On Aug 4, 12:06 pm, "da. Ram" <dba2..._at_yahoo.com> wrote:
> Dear Group,
>
> I am strugling get the following done in SQL. Could anyone help me to
> figure out a way?
>
> Oracle version 8i .
>
> create table t_grp (id1 char(1), id2 char(2)) ;
>
> insert into t_grp values ('A','C'); --> A:C are related
> insert into t_grp values ('B','D'); --> B:D are related
> insert into t_grp values ('F','H');
> insert into t_grp values ('G','H');
> insert into t_grp values ('B','G');
> insert into t_grp values ('X','Y');
> insert into t_grp values ('W','Y');
>
> I want to group the values based on the following rules,
>
> 1, if any of the value from id1 or id2 can be linked to any other
> values,
> they all will be treated as one group
>
> Ex, in the above case
> A has relationship to C, neither of them has any other relationship to
> any
> other values in the table
> B has relationship to D, B has relationship to G, G has relationship
> to H, H
> has relationship to F
> F has relationship to H, H has relationship to G ...
>
> A:C - Group 1 (A,C) - new elements
> B:D -> B:G -> G:H -> H:F - Group 2 (B, D, G, H, F)
> F:H -> H:G -> G:B -> B:D - Group 2 (F, H, G, B, D) - same elements as
> above
> G:H -> G:B -> H:F -> B:D - Group 2 (G, H, B, F, D) - do -
> G:B -> G:H -> H:F -> B:D - Group 2 (G, B, H, F, D) - do -
> X:Y -> Y:W - Group 3 (X, Y, W) - new set of elements
>
> My objective is to get the final result in the below form.
>
> grp id1 id2
> ----- ------ ------
> 1 A C
> 2 B D
> 2 F H
> 2 G H
> 2 B G
> 3 X Y
> 3 W Y
>
> The following output is also fine [This would be the final output, but
> I can covert from the above to this one]
>
> grp id
> ---- -------
> 1 A
> 1 C
> 2 B
> 2 D
> 2 F
> 2 H
> 2 G
> ...
> 3 X
> 3 Y
> 3 W
> 3 Y
>
> Thank you.

http://www.bookpool.com/sm/0977671542, section on transitive closure

Transitive Closure

There are several key graph concepts that would guide your intuition when writing queries on graphs.
1. Reflexive closure of a graph is build by adding missing loops - edges with the same endpoints. Reflexive closure is expressed easily in SQL:

select head, tail from Edges -- original relation union
select head, head from Edges -- extra loops union
select tail, tail from Edges -- more loops

2. Symmetric closure of a (directed) graph is build by adding inversely oriented edge for each edge in the original graph. In SQL:

select head, tail from Edges -- original relation union
select tail, head from Edges -- inverse arrows

3. Transitive closure of a (directed) graph is generated by connecting edges into paths and creating new edge with the tail being the beginning of the path, and the head being the end. Unlike the previous two cases, transitive closure can't be expressed with bare SQL essentials - the select, project, and join relational algebra operators.
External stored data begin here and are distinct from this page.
//! Per-role dashboard summary cards.

use crate::libs::attendance;
use crate::libs::role::Role;
use crate::libs::session::Session;
use crate::store::exams::ExamTab;
use crate::store::seed;

/// Head counts that come from outside the session's records.
#[derive(Debug, Clone, PartialEq, Eq)]
pub struct CampusFigures {
    pub departments: u32,
    pub department_heads: u32,
    pub teachers: u32,
    pub students: u32,
    pub department_teachers: u32,
    pub department_students: u32,
    pub department_attendance: u32,
}

#[derive(Debug, Clone, PartialEq, Eq)]
pub struct Stat {
    pub title: &'static str,
    pub value: String,
    pub description: &'static str,
}

fn stat(title: &'static str, value: impl ToString, description: &'static str) -> Stat {
    Stat {
        title,
        value: value.to_string(),
        description,
    }
}

pub fn summary(session: &Session) -> Vec<Stat> {
    let figures = seed::campus_figures();
    let pinned = session.notices.pinned().len();

    match session.role {
        Role::Admin => vec![
            stat("Total Departments", figures.departments, "Active academic departments"),
            stat("Department Heads", figures.department_heads, "Verified department heads"),
            stat("Teachers", figures.teachers, "Across all departments"),
            stat("Students", figures.students, "Currently enrolled"),
            stat("Pinned Notices", pinned, "Visible on every board"),
        ],
        Role::Hod => vec![
            stat("Teachers", figures.department_teachers, "In your department"),
            stat("Students", figures.department_students, "In your department"),
            stat("Attendance", format!("{}%", figures.department_attendance), "Department average"),
            stat("Leave Requests", session.leaves.pending().len(), "Pending approval"),
            stat("Pinned Notices", pinned, "Visible on every board"),
        ],
        Role::Teacher => {
            let downloads: u32 = session.materials.all().iter().map(|m| m.download_count).sum();
            vec![
                stat("Study Materials", session.materials.all().len(), "Uploaded by you"),
                stat("Downloads", downloads, "Across all materials"),
                stat("Scheduled Exams", session.exams.tab(ExamTab::Scheduled, "").len(), "Not yet started"),
                stat("In Progress", session.exams.tab(ExamTab::InProgress, "").len(), "Exams running now"),
                stat("Pinned Notices", pinned, "Visible on every board"),
            ]
        }
        Role::Student => {
            let attendance = attendance::summary(&session.attendance, &session.thresholds);
            vec![
                stat("Attendance", format!("{}%", attendance.percentage), "Overall this semester"),
                stat("Upcoming Exams", session.exams.tab(ExamTab::Upcoming, "").len(), "Scheduled or in progress"),
                stat("Study Materials", session.materials.all().len(), "Available to download"),
                stat("Pending Leave", session.leaves.pending().len(), "Awaiting approval"),
                stat("Pinned Notices", pinned, "Visible on every board"),
            ]
        }
    }
}
//! Common shape shared by every record kind held in a session.

use crate::libs::workflow::Status;

/// A single domain entity stored in an in-memory collection.
pub trait Record {
    /// Identifier, unique within the owning collection.
    fn id(&self) -> &str;

    /// Only the store calls this, when it assigns a fresh id on create.
    fn set_id(&mut self, id: String);

    /// Text fields the search term is matched against.
    fn search_fields(&self) -> Vec<&str>;

    /// Categorical status value, compared exactly by the filter engine.
    fn status_key(&self) -> Option<&str> {
        None
    }

    /// Categorical type or tab value, compared exactly by the filter engine.
    fn kind_key(&self) -> Option<&str> {
        None
    }
}

/// A record that follows a status workflow.
pub trait Tracked: Record {
    type Status: Status;

    fn status(&self) -> Self::Status;

    /// Replaces the status field and, when given, the accompanying note
    /// (leave comment, feedback response).
    fn apply_status(&mut self, status: Self::Status, note: Option<String>);
}
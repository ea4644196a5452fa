#[cfg(test)]
mod tests {
    use campus::libs::error::CampusError;
    use campus::libs::workflow::{ExamStatus, WorkflowError};
    use campus::store::exams::{letter_grade, ExamResult, ExamTab, Exams, NewExam};
    use campus::store::{seed, Transition};
    use chrono::NaiveDate;

    fn teacher() -> Exams {
        Exams::seeded(seed::teacher_exams())
    }

    #[test]
    fn test_grade_boundaries() {
        assert_eq!(letter_grade(100), "A+");
        assert_eq!(letter_grade(90), "A+");
        assert_eq!(letter_grade(89), "A");
        assert_eq!(letter_grade(80), "A");
        assert_eq!(letter_grade(75), "B+");
        assert_eq!(letter_grade(70), "B");
        assert_eq!(letter_grade(65), "C+");
        assert_eq!(letter_grade(60), "C");
        assert_eq!(letter_grade(59), "F");
        assert_eq!(letter_grade(0), "F");
    }

    #[test]
    fn test_result_rounds_percentage() {
        let result = ExamResult::compute(37, 40).unwrap();
        assert_eq!(result.percentage, 93);
        assert_eq!(result.grade, "A+");
        assert!(ExamResult::compute(10, 0).is_err());
    }

    #[test]
    fn test_lifecycle_is_one_step_at_a_time() {
        let mut exams = teacher();
        assert_eq!(
            exams.complete("1"),
            Transition::Refused(WorkflowError::InvalidTransition {
                from: "scheduled",
                to: "completed"
            })
        );
        assert!(exams.start("1").is_applied());
        assert!(exams.complete("1").is_applied());
        let graded = exams.grade("1", 72, 100).unwrap().applied().unwrap();
        assert_eq!(graded.status, ExamStatus::Graded);
        assert_eq!(graded.result.as_ref().map(|r| r.grade.as_str()), Some("B"));

        assert!(matches!(exams.start("1"), Transition::Refused(_)));
    }

    #[test]
    fn test_invalid_marks_leave_exam_untouched() {
        let mut exams = teacher();
        let err = exams.grade("4", 101, 100).unwrap_err();
        assert!(matches!(err, CampusError::InvalidField { field: "marks", .. }));
        assert_eq!(exams.get("4").unwrap().status, ExamStatus::Completed);
    }

    #[test]
    fn test_schedule_validates_in_form_order() {
        let mut exams = teacher();
        let form = NewExam {
            course: "Algorithms".into(),
            title: "Quiz 3".into(),
            ..Default::default()
        };
        assert_eq!(
            exams.schedule(form).unwrap_err(),
            CampusError::Validation(vec!["date", "time", "duration", "location", "type"])
        );

        let form = NewExam {
            course: "Algorithms".into(),
            title: "Quiz 3".into(),
            date: NaiveDate::from_ymd_opt(2025, 5, 30),
            time: "10:00 AM".into(),
            duration: "45 minutes".into(),
            location: "Room 103".into(),
            exam_type: "quiz".into(),
            notes: None,
        };
        let exam = exams.schedule(form).unwrap();
        assert_eq!(exam.status, ExamStatus::Scheduled);
        assert_eq!(exams.tab(ExamTab::Scheduled, "").len(), 3);
    }

    #[test]
    fn test_student_tabs_and_average() {
        let exams = Exams::seeded(seed::student_exams());
        assert_eq!(exams.tab(ExamTab::Upcoming, "").len(), 2);
        assert_eq!(exams.tab(ExamTab::Completed, "").len(), 3);
        // 85, 78 and 92 percent
        assert_eq!(exams.average_percentage(), Some(85));
    }
}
For now, let's assume that we know how to query transitive closure, and demonstrate how armed with these definitions we can approach some problems. Here is a puzzle from the comp.databases.oracle.misc forum: Suppose I have a table that contains Account# & RelatedAccount# (among
other things).
How could I use CONNECT BY & START WITH in a query to count relationships or families.

For example, in
ACCT REL_ACCT

Bob     Mary
Bob     Jane

Jane Bob
Larry Moe
Curly Larry
there are 2 relationship sets (Bob,Mary,Jane & Larry,Moe,Curly). If I
added
Curly Jane

then there'd be only 1 larger family. Can I use CONNECT BY & START with to detect such relationships and count them? In my case I'd be willing to go any number of levels deep in the recursion. Let's ignore oracle specific SQL keywords as inessential to the problem at hand. With proper graph terminology the question can be formulated in just one line:
"Find a number of connected components in a graph." Connected component of a graph is a set of nodes reachable from each other. A node is reachable from another node if there is an undirected path between them.
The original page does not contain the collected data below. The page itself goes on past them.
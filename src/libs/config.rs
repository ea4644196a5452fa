//! Application configuration.
//!
//! Stored as pretty-printed JSON in the platform data directory (see
//! [`DataStorage`]). Every section is optional; a missing file or section
//! falls back to the defaults below.
//!
//! ```json
//! {
//!   "auth": { "login_delay_ms": 1000, "accounts": [] },
//!   "attendance": { "good_threshold": 80, "warning_threshold": 70 },
//!   "session": { "seed_sample_data": true }
//! }
//! ```

use super::data_storage::DataStorage;
use crate::libs::messages::Message;
use crate::libs::role::Role;
use crate::store::seed;
use crate::{msg_bail_anyhow, msg_print};
use anyhow::{Context, Result};
use dialoguer::{theme::ColorfulTheme, Confirm, Input, MultiSelect};
use serde::{Deserialize, Serialize};
use std::fs::{self, File};
use std::time::Duration;

pub const CONFIG_FILE_NAME: &str = "config.json";

#[derive(Debug, Clone)]
pub struct ConfigModule {
    pub key: String,
    pub name: String,
}

/// A login pair for one role. Demo data, not a credential store.
#[derive(Serialize, Deserialize, Clone, Debug, PartialEq, Eq)]
pub struct Account {
    pub role: Role,
    pub email: String,
    pub password: String,
}

#[derive(Serialize, Deserialize, Clone, Debug, PartialEq)]
pub struct AuthConfig {
    /// Simulated sign-in latency.
    pub login_delay_ms: u64,

    #[serde(default, skip_serializing_if = "Vec::is_empty")]
    pub accounts: Vec<Account>,
}

impl Default for AuthConfig {
    fn default() -> Self {
        AuthConfig {
            login_delay_ms: 1000,
            accounts: Vec::new(),
        }
    }
}

#[derive(Serialize, Deserialize, Clone, Debug, PartialEq)]
pub struct AttendanceConfig {
    /// Minimum percentage for the good band.
    pub good_threshold: u32,

    /// Minimum percentage for the warning band; anything lower is danger.
    pub warning_threshold: u32,
}

impl Default for AttendanceConfig {
    fn default() -> Self {
        AttendanceConfig {
            good_threshold: 80,
            warning_threshold: 70,
        }
    }
}

#[derive(Serialize, Deserialize, Clone, Debug, PartialEq)]
pub struct SessionConfig {
    pub seed_sample_data: bool,
}

impl Default for SessionConfig {
    fn default() -> Self {
        SessionConfig { seed_sample_data: true }
    }
}

#[derive(Serialize, Deserialize, Clone, Debug, Default, PartialEq)]
pub struct Config {
    #[serde(skip_serializing_if = "Option::is_none")]
    pub auth: Option<AuthConfig>,

    #[serde(skip_serializing_if = "Option::is_none")]
    pub attendance: Option<AttendanceConfig>,

    #[serde(skip_serializing_if = "Option::is_none")]
    pub session: Option<SessionConfig>,
}

impl Config {
    pub fn read() -> Result<Config> {
        let config_file_path = DataStorage::new().get_path(CONFIG_FILE_NAME)?;

        if !config_file_path.exists() {
            return Ok(Config::default());
        }

        let config_str = fs::read_to_string(&config_file_path)?;
        let config: Config = serde_json::from_str(&config_str).with_context(|| Message::ConfigParseError(config_file_path.display().to_string()).to_string())?;
        Ok(config)
    }

    pub fn save(&self) -> Result<()> {
        let config_file_path = DataStorage::new().get_path(CONFIG_FILE_NAME)?;

        let config_file = File::create(config_file_path)?;
        serde_json::to_writer_pretty(&config_file, &self)?;
        Ok(())
    }

    /// Accounts accepted at login; the demo table when none are configured.
    pub fn accounts(&self) -> Vec<Account> {
        match &self.auth {
            Some(auth) if !auth.accounts.is_empty() => auth.accounts.clone(),
            _ => seed::demo_accounts(),
        }
    }

    pub fn login_delay(&self) -> Duration {
        Duration::from_millis(self.auth.clone().unwrap_or_default().login_delay_ms)
    }

    pub fn attendance(&self) -> AttendanceConfig {
        self.attendance.clone().unwrap_or_default()
    }

    pub fn seed_sample_data(&self) -> bool {
        self.session.clone().unwrap_or_default().seed_sample_data
    }

    /// Interactive setup wizard. Existing values are offered as defaults.
    pub fn init() -> Result<Self> {
        let mut config = Self::read().unwrap_or_default();

        let modules = vec![
            ConfigModule {
                key: "auth".to_string(),
                name: Message::ConfigModuleAuth.to_string(),
            },
            ConfigModule {
                key: "attendance".to_string(),
                name: Message::ConfigModuleAttendance.to_string(),
            },
            ConfigModule {
                key: "session".to_string(),
                name: Message::ConfigModuleSession.to_string(),
            },
        ];

        let selected = MultiSelect::with_theme(&ColorfulTheme::default())
            .with_prompt(Message::PromptSelectModules.to_string())
            .items(&modules.iter().map(|module| &module.name).collect::<Vec<_>>())
            .interact()?;

        for &selection in &selected {
            match modules[selection].key.as_str() {
                "auth" => {
                    let default = config.auth.clone().unwrap_or_default();
                    msg_print!(Message::ConfigModuleAuth);
                    let login_delay_ms = Input::with_theme(&ColorfulTheme::default())
                        .with_prompt(Message::PromptLoginDelay.to_string())
                        .default(default.login_delay_ms)
                        .interact_text()?;
                    let store_demo = Confirm::with_theme(&ColorfulTheme::default())
                        .with_prompt(Message::PromptStoreDemoAccounts.to_string())
                        .default(!default.accounts.is_empty())
                        .interact()?;
                    config.auth = Some(AuthConfig {
                        login_delay_ms,
                        accounts: if store_demo { seed::demo_accounts() } else { Vec::new() },
                    });
                }
                "attendance" => {
                    let default = config.attendance.clone().unwrap_or_default();
                    msg_print!(Message::ConfigModuleAttendance);
                    let good_threshold: u32 = Input::with_theme(&ColorfulTheme::default())
                        .with_prompt(Message::PromptGoodThreshold.to_string())
                        .default(default.good_threshold)
                        .interact_text()?;
                    let warning_threshold: u32 = Input::with_theme(&ColorfulTheme::default())
                        .with_prompt(Message::PromptWarningThreshold.to_string())
                        .default(default.warning_threshold)
                        .interact_text()?;
                    if warning_threshold > good_threshold || good_threshold > 100 {
                        msg_bail_anyhow!(Message::ThresholdOrder);
                    }
                    config.attendance = Some(AttendanceConfig {
                        good_threshold,
                        warning_threshold,
                    });
                }
                "session" => {
                    let default = config.session.clone().unwrap_or_default();
                    msg_print!(Message::ConfigModuleSession);
                    config.session = Some(SessionConfig {
                        seed_sample_data: Confirm::with_theme(&ColorfulTheme::default())
                            .with_prompt(Message::PromptSeedSampleData.to_string())
                            .default(default.seed_sample_data)
                            .interact()?,
                    });
                }
                _ => {}
            }
        }

        Ok(config)
    }
}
Figure 6.4: A graph with two connected components. Reachability is an equivalence relation: it's reflective, symmetric, and transitive. Given a graph, we formally obtain reachability relation by closing the Edges relation to become reflective, symmetric and, transitive (fig. 6.5).
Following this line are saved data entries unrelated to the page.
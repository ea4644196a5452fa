//! # Campus - multi-role campus dashboard
//!
//! A terminal dashboard for a campus: administrators, department heads,
//! teachers and students each sign in to their own set of views.
//!
//! ## Features
//!
//! - **Notice Board**: Department, admin, academic and campus boards with search
//! - **Leave Requests**: Applications by students and teachers, approval by the department head
//! - **Exams**: Scheduling, running and grading, with letter grades for students
//! - **Study Materials**: Uploads by teachers, browsing by type and subject
//! - **Feedback**: Course ratings and comments from students
//! - **Attendance and Routine**: Per-course standing and the weekly timetable
//!
//! Every session starts from sample data and keeps its changes in memory only.
//!
//! ## Usage
//!
//! ```rust,no_run
//! use campus::commands::Cli;
//!
//! #[tokio::main]
//! async fn main() -> anyhow::Result<()> {
//!     Cli::menu().await
//! }
//! ```

pub mod commands;
pub mod libs;
pub mod store;
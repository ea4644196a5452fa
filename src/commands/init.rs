use crate::{
    libs::{config::Config, data_storage::DataStorage, messages::Message},
    msg_info, msg_success,
};
use anyhow::Result;
use clap::Args;

#[derive(Debug, Args)]
pub struct InitArgs {
    /// Print where the configuration is stored and exit
    #[arg(short, long)]
    path: bool,
}

pub fn cmd(init_args: InitArgs) -> Result<()> {
    if init_args.path {
        msg_info!(DataStorage::new().base_path().display());
        return Ok(());
    }

    Config::init()?.save()?;

    msg_success!(Message::ConfigSaved);
    Ok(())
}
#[allow(clippy::too_many_arguments)]
fn exam(
    id: &str,
    course: &str,
    title: &str,
    date: NaiveDate,
    time: &str,
    duration: &str,
    location: &str,
    exam_type: ExamType,
    status: ExamStatus,
) -> Exam {
    Exam {
        id: id.into(),
        course: course.into(),
        title: title.into(),
        date,
        time: time.into(),
        duration: duration.into(),
        location: location.into(),
        exam_type,
        status,
        notes: None,
        result: None,
    }
}

pub fn teacher_exams() -> Vec<Exam> {
    vec![
        exam(
            "1",
            "Database Systems",
            "Midterm Examination",
            day(2025, 5, 15),
            "10:00 AM",
            "2 hours",
            "Room 301",
            ExamType::Midterm,
            ExamStatus::Scheduled,
        ),
        exam(
            "2",
            "Data Structures",
            "Final Examination",
            day(2025, 6, 20),
            "01:00 PM",
            "3 hours",
            "Examination Hall",
            ExamType::Final,
            ExamStatus::Scheduled,
        ),
        exam("3", "Algorithms", "Quiz 1", day(2025, 4, 25), "11:00 AM", "45 minutes", "Room 103", ExamType::Quiz, ExamStatus::Ongoing),
        exam(
            "4",
            "Web Development",
            "Midterm Examination",
            day(2025, 4, 10),
            "09:00 AM",
            "2 hours",
            "Lab 102",
            ExamType::Midterm,
            ExamStatus::Completed,
        ),
        exam(
            "5",
            "Operating Systems",
            "Quiz 2",
            day(2025, 4, 5),
            "10:30 AM",
            "30 minutes",
            "Room 304",
            ExamType::Quiz,
            ExamStatus::Graded,
        ),
    ]
}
Figure 6.5: Reachability as an equivalence relation: graph from fig. 6.4 symmetrically and transitively closed. Returning back to the problem of finding the number of connected components, let's assume that we already calculated the reachability relation EquivalentNodess somehow. Then, we just select a smallest node from each component. Informally,

Select node(s) such that there is no node with smaller label reachable from it. Count them.

Formally:
select count(distinct tail) from EquivalentNodes e where not exists (

select * from EquivalentNodes ee
where ee.head<e.tail and e.tail=ee.tail );

soap box ---------------------------- Equivalence Relation and Group By Why group by operator is so powerful? It is not among the fundamental relational algebra operators, and yet every other SQL query requires it. Partial answer is that group by embodies an equivalence relation. Indeed, it partitions rows into equivalence classes, and calculates aggregate values in each equivalence class. Unlike our last problem, however, group by leverages the existing equality operator on a domain.

Being able to query the number of connected components earned us an unexpected bonus: we can redefine a connected graph as a graph that has a single connected component. Next, a connected graph with N nodes and N-1 edges must be a tree. Thus, counting nodes and edges together with transitive closure is another opportunity to enforce tree constraint.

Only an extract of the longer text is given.